_ASSIGNED TASK_.
The answer must be every line of the records in which the string "false" appears.

_DATA PROVIDED_.

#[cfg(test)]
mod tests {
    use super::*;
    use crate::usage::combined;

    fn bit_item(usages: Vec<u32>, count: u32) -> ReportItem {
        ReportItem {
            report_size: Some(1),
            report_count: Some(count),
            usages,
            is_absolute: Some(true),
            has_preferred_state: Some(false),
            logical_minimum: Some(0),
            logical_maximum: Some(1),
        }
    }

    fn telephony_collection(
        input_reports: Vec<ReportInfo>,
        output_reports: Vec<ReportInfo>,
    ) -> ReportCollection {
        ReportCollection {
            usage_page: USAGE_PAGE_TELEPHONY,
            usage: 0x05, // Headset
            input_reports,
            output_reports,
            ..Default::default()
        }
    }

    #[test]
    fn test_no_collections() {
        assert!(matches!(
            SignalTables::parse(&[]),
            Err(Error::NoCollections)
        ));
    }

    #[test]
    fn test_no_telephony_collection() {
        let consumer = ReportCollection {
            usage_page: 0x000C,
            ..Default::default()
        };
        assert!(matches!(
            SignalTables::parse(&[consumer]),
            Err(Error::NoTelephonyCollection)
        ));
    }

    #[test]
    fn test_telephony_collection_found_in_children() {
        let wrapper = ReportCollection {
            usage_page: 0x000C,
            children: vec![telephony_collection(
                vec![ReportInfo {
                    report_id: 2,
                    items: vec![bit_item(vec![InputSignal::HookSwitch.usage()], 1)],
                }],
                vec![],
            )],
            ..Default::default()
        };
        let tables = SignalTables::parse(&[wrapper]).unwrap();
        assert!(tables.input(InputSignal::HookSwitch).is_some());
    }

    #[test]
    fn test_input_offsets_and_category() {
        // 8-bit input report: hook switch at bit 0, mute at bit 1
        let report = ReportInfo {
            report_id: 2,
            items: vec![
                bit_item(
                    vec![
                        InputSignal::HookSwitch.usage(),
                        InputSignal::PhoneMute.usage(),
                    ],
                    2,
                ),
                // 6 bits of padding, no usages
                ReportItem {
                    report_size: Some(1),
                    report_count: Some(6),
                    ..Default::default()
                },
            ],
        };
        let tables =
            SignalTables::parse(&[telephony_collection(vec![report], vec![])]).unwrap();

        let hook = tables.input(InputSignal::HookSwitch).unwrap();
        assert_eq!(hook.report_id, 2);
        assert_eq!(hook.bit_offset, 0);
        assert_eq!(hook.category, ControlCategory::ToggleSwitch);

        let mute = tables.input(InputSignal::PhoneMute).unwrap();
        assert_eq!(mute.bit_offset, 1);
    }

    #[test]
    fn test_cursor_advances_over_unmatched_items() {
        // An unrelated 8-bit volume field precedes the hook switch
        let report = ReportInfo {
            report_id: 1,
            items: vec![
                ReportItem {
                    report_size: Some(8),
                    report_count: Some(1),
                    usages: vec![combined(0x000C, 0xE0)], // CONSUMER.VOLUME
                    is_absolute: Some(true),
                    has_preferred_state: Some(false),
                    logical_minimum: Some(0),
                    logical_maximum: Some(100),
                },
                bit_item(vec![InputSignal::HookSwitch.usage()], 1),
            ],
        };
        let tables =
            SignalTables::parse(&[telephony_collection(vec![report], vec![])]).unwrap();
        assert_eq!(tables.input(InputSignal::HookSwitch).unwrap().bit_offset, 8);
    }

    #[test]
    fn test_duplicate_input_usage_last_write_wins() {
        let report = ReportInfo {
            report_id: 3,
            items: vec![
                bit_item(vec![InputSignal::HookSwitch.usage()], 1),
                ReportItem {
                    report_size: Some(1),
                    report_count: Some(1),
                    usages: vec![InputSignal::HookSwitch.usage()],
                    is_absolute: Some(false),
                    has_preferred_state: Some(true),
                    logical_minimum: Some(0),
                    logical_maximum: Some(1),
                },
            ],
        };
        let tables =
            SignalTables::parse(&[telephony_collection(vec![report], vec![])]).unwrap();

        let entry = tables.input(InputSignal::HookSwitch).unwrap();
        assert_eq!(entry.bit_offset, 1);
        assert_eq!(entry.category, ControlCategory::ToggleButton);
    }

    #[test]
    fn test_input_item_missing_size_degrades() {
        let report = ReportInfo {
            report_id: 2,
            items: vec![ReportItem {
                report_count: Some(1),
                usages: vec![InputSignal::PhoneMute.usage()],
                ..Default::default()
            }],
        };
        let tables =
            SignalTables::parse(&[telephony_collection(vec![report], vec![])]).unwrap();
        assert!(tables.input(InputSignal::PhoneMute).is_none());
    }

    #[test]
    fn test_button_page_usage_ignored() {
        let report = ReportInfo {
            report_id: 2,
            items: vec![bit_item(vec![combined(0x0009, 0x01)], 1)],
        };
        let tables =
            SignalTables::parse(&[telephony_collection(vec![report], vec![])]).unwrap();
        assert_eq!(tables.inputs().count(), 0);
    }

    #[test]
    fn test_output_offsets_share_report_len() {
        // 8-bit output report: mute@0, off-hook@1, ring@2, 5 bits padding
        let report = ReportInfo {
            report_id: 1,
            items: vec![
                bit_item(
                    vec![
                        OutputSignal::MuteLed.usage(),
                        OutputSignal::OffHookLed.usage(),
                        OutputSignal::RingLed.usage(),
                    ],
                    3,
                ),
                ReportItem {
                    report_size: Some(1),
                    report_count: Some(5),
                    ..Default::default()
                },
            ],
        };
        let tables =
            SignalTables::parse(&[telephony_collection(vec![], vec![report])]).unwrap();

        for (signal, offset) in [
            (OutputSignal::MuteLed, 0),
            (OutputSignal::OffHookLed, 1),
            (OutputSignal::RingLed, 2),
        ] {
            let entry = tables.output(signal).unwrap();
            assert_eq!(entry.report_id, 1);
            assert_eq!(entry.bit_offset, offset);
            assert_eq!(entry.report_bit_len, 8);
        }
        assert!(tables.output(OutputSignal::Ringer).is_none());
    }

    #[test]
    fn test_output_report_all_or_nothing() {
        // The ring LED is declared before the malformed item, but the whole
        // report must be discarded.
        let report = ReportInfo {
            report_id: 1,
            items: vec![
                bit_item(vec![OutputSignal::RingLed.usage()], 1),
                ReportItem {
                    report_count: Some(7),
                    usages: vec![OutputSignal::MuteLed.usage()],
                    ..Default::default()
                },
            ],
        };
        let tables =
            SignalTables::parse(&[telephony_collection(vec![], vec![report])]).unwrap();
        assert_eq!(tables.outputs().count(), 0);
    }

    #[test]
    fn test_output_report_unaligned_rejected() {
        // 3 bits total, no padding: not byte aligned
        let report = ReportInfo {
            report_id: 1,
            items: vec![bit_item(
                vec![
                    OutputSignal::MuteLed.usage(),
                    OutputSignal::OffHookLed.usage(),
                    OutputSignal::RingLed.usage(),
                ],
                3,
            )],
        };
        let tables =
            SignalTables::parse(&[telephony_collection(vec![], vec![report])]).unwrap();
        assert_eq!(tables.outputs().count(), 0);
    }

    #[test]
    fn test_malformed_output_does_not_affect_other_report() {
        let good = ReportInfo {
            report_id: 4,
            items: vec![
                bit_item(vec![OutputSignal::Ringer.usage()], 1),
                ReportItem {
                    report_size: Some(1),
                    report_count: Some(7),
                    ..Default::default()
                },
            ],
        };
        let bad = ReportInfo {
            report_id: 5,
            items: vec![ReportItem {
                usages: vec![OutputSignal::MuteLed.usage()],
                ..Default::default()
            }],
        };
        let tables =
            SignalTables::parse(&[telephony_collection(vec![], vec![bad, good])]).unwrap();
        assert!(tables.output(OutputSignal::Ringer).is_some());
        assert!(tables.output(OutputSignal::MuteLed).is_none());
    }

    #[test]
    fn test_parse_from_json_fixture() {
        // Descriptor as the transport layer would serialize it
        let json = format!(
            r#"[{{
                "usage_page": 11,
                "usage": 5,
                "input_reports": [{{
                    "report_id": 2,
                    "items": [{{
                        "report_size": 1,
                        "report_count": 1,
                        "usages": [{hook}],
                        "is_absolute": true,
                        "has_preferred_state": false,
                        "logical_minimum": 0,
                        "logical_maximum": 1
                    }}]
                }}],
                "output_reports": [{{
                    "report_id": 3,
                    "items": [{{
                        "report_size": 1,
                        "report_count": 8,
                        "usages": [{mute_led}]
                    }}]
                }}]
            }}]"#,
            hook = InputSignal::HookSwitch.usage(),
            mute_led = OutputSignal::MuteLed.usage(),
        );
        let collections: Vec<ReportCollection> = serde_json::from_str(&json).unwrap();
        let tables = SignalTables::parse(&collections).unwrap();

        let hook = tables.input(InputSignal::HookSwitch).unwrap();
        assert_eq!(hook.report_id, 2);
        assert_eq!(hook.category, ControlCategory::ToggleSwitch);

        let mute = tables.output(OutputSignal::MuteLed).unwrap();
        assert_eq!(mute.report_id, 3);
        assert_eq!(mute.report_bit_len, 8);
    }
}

_EXPECTED OUTPUT_.
            has_preferred_state: Some(false),
                    has_preferred_state: Some(false),
                    is_absolute: Some(false),
                        "has_preferred_state": false,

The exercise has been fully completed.